Your instructions:
Where the data below has the string "pages", return the whole line.

(Items from a data source)
^^^^^^^^

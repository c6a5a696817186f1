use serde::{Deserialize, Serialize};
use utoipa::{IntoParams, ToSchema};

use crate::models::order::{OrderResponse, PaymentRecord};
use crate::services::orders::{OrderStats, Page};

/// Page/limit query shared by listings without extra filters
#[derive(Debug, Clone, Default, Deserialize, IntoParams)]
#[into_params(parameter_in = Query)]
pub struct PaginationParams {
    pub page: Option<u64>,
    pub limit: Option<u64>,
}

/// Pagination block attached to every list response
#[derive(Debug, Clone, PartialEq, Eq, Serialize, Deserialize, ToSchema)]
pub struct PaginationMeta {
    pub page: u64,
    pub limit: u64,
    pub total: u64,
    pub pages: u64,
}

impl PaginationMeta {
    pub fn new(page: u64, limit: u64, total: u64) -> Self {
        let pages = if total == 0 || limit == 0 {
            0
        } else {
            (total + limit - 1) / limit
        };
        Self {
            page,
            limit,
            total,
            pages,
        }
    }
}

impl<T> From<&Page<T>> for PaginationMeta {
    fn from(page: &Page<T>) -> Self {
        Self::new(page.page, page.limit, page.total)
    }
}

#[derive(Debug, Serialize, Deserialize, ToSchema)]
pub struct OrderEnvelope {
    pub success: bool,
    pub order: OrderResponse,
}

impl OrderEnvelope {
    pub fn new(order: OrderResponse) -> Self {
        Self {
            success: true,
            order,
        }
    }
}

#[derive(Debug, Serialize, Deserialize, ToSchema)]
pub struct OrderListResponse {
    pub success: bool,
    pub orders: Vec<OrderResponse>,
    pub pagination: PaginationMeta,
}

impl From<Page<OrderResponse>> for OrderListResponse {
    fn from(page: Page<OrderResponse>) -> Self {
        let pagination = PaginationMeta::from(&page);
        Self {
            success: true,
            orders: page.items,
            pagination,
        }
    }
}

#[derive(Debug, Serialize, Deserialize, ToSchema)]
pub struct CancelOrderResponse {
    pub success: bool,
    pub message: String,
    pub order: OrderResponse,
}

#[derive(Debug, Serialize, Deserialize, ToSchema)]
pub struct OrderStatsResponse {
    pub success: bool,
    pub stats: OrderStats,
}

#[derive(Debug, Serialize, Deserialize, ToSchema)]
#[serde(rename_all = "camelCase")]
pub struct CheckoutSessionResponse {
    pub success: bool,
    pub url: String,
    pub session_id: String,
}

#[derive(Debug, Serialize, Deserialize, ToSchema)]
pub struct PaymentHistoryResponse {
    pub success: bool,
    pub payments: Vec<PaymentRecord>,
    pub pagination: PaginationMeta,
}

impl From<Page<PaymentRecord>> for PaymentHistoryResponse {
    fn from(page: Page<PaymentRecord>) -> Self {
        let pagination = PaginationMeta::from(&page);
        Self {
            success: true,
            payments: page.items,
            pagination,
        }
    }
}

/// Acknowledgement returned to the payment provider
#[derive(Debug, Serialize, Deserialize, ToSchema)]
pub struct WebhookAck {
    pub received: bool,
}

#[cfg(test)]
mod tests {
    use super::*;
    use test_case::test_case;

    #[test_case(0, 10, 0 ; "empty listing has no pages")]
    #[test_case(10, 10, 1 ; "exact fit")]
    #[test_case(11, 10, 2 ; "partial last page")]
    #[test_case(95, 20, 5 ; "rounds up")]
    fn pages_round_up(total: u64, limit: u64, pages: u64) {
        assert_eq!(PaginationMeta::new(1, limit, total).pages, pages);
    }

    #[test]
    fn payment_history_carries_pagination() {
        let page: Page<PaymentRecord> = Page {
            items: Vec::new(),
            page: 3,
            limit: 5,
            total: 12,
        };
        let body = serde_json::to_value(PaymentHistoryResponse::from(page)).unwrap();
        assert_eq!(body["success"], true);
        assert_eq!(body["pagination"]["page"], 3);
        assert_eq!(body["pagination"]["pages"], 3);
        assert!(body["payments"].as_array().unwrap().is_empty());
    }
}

^^^^^^^^

Worked solution:
    pub pages: u64,
        let pages = if total == 0 || limit == 0 {
            pages,
    #[test_case(0, 10, 0 ; "empty listing has no pages")]
    fn pages_round_up(total: u64, limit: u64, pages: u64) {
        assert_eq!(PaginationMeta::new(1, limit, total).pages, pages);
        assert_eq!(body["pagination"]["pages"], 3);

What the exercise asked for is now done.